Cette invasion de musulmans impossibles à intégrer est facilitée par ces traîtres à la civilisation occidentale, depuis les journalistes anciennement communistes convertis à l’« islamo-gauchisme » jusqu’à la « pro-islamique ONU » et à l’Église catholique, qui constituent une véritable cinquième colonne. Ce sont des propos analogues que l’on retrouve chez Renaud Camus ou chez Bat Ye’or, l’autrice d’Eurabia. Les slogans scandés par les manifestants suprémacistes blancs et néonazis à Charlottesville en 2017 (« You will not replace us ! ») ou le manifeste publié par Brenton Tarrant, qui, à Christchuch (Nouvelle-Zélande), a assassiné cinquante et un musulmans, ne disent pas autre chose. En dépit de tout ce qui les distingue, « la dynamique fondamentale des théories du complot antisémites et islamophobes est essentiellement la même : la racialisation de la population visée et sa transformation en menace existentielle pour l’Europe ».

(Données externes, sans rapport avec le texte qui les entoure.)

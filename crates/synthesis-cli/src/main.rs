//! synthesize: Run the synthesis engine over a batch of card outputs.
//!
//! Reads a JSON array of card outputs from a file (or stdin) and prints the
//! synthesis result as JSON. Engine settings come from `SYNTHESIS_*` env vars.
//!
//! Usage:
//!   cargo run -p synthesis-cli -- cards.json
//!   cat cards.json | cargo run -p synthesis-cli -- -
//!   cargo run -p synthesis-cli -- cards.json --compact

use std::io::Read;

use anyhow::{bail, Context};
use synthesis_engine::{SynthesisConfig, SynthesisEngine};

const USAGE: &str = "usage: synthesize <cards.json | -> [--compact]";

fn main() -> anyhow::Result<()> {
    dotenvy::dotenv().ok();

    // Logs go to stderr so stdout stays valid JSON
    let json_logging = std::env::var("RUST_LOG_FORMAT")
        .map(|v| v.eq_ignore_ascii_case("json"))
        .unwrap_or(false);
    if json_logging {
        tracing_subscriber::fmt()
            .json()
            .with_writer(std::io::stderr)
            .with_env_filter(
                tracing_subscriber::EnvFilter::try_from_default_env()
                    .unwrap_or_else(|_| tracing_subscriber::EnvFilter::new("info")),
            )
            .init();
    } else {
        tracing_subscriber::fmt()
            .with_writer(std::io::stderr)
            .with_env_filter(
                tracing_subscriber::EnvFilter::try_from_default_env()
                    .unwrap_or_else(|_| tracing_subscriber::EnvFilter::new("info")),
            )
            .init();
    }

    let args: Vec<String> = std::env::args().skip(1).collect();
    if args.iter().any(|a| a == "--help" || a == "-h") {
        println!("{}", USAGE);
        return Ok(());
    }
    let compact = args.iter().any(|a| a == "--compact");
    let inputs: Vec<&String> = args.iter().filter(|a| !a.starts_with("--")).collect();
    let source = match inputs.as_slice() {
        [source] => source.as_str(),
        _ => bail!(USAGE),
    };

    let raw = if source == "-" {
        let mut buf = String::new();
        std::io::stdin()
            .read_to_string(&mut buf)
            .context("Failed to read card batch from stdin")?;
        buf
    } else {
        std::fs::read_to_string(source).with_context(|| format!("Failed to read {}", source))?
    };
    let batch: serde_json::Value =
        serde_json::from_str(&raw).with_context(|| format!("{} is not valid JSON", source))?;

    let config = SynthesisConfig::from_env()?;
    let engine = SynthesisEngine::new(config)?;
    let result = engine.synthesize_value(&batch)?;

    if result.is_degraded() {
        tracing::warn!(
            "Synthesis for {} is degraded: {} diagnostics",
            result.symbol,
            result.diagnostics.len()
        );
    }

    let output = if compact {
        serde_json::to_string(&result)?
    } else {
        serde_json::to_string_pretty(&result)?
    };
    println!("{}", output);
    Ok(())
}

Reza Zia-Ebrahimi n’élude pas les difficultés liées au surgissement de la question palestinienne, avec d’un côté la représentation des Arabes, sinon de la totalité des musulmans comme des antisémites, et donc une menace existentielle pour le peuple juif, et de l’autre un antisémitisme importé mais bien réel dans le monde arabe. Paradoxalement, « juifs et musulmans finissent par se représenter mutuellement dans les termes d’un orientalisme, d’un antisémitisme et d’une islamophobie d’origine européenne ». Cependant, manifestations et attentats, aux États-Unis comme en Europe, ont montré récemment la persistance de la porosité entre ces deux formes de racisme. Plus largement encore, à l’ère des réseaux sociaux, les différentes formes de racisme sont plus entremêlées que jamais.
C’est donc un livre très fort que celui de Reza Zia-Ebrahimi. Chaque concept y est défini et chaque affirmation solidement étayée. Son intention est de nous rendre lucides, et il y parvient sans polémique ni invective. En le refermant, on se sent un peu plus intelligent, comme s’il nous avait livré des clés pour déchiffrer quelques débats actuels et ne plus seulement s’en affliger.